Surreal

“Quando ouço uma palavra que não conheço, aquela palavra fica na minha cabeça. Martelando…”

Ela disse isso e bateu três vezes o indicador direito na têmpora, como se costurasse os pensamentos para prosseguir a explicação.

“Uma vez, quando fazia a unha de uma cliente, lá no salão de Botafogo, ela me falou de um filme… Era uma cena policial. E daí de repente ela disse: ‘Surreal!’ Eu fiz que entendi. Concordei com tudo. E ainda dei risada. Mas por dentro, era tudo silêncio. Silêncio não, vazio mesmo. Eu vasculhava meu conhecimento, tentava interpretar as expressões da mulher… Associar o tal ‘surreal’ a outras palavras, mas nada… Não consegui adivinhar o que era. Fiquei com aquilo na cabeça, com aquele meu analfabetismo. Achei que a palavra era em francês. Ou em inglês.
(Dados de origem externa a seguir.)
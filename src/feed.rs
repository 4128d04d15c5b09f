use std::sync::Arc;
use std::time::Duration as StdDuration;

use serde::de::DeserializeOwned;
use tracing::info;

use crate::cache::FeedCache;
use crate::error::FeedError;
use crate::models::{FinancialFeed, ProgramFeed};
use crate::query::QueryKey;

const FINANCIAL_PATH: &str = "financeiro";
const PROGRAMS_PATH: &str = "programas";

#[derive(Debug, Clone)]
pub struct FeedConfig {
    pub base_url: String,
    pub timeout: StdDuration,
}

pub struct FeedCaches {
    pub financial: FeedCache<FinancialFeed>,
    pub programs: FeedCache<ProgramFeed>,
}

impl FeedCaches {
    pub fn new(ttl: Option<StdDuration>) -> Self {
        Self {
            financial: FeedCache::new("financial", ttl),
            programs: FeedCache::new("programs", ttl),
        }
    }
}

pub struct FeedClient {
    client: reqwest::Client,
    base_url: String,
    caches: Arc<FeedCaches>,
}

impl FeedClient {
    pub fn new(config: FeedConfig, caches: Arc<FeedCaches>) -> Result<Self, FeedError> {
        let base_url = config.base_url.trim().trim_end_matches('/').to_string();
        if base_url.is_empty() {
            return Err(FeedError::Config("feed base URL is empty".to_string()));
        }

        let client = reqwest::Client::builder()
            .timeout(config.timeout)
            .build()
            .map_err(|err| FeedError::Config(format!("could not build HTTP client: {err}")))?;

        Ok(Self {
            client,
            base_url,
            caches,
        })
    }

    pub async fn financial(&self, query: &QueryKey) -> Result<Arc<FinancialFeed>, Arc<FeedError>> {
        self.caches
            .financial
            .get_or_fetch(query, || self.fetch(FINANCIAL_PATH, query))
            .await
    }

    pub async fn programs(&self, query: &QueryKey) -> Result<Arc<ProgramFeed>, Arc<FeedError>> {
        self.caches
            .programs
            .get_or_fetch(query, || self.fetch(PROGRAMS_PATH, query))
            .await
    }

    async fn fetch<T: DeserializeOwned>(&self, path: &str, query: &QueryKey) -> Result<T, FeedError> {
        let url = format!("{}/{}", self.base_url, path);
        info!(%url, query = %query.label(), "fetching feed");

        let response = self
            .client
            .get(&url)
            .query(&query.params())
            .send()
            .await
            .map_err(|source| FeedError::Request {
                url: url.clone(),
                source,
            })?;

        let status = response.status();
        if !status.is_success() {
            return Err(FeedError::Status {
                url,
                status: status.as_u16(),
            });
        }

        response
            .json::<T>()
            .await
            .map_err(|source| FeedError::Decode { url, source })
    }
}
Aí fui atrás de saber, né? Porque quando a gente não sabe procura se informar. Hoje eu acho “surreal” uma palavra bonita. Mas como ela me doeu. Me incomodou…”

“O que significa? Ah… É algo assim… absurdo. Fica lá no fundo da cabeça, entre a verdade e a mentira. Assim: ‘Absurdo!’ Já fui até em exposição de arte depois disso. É uma palavra bonita…”

“Sério! Mas por que você está rindo? Hoje eu até uso de vez em quando: ‘Su-rre-al…’.”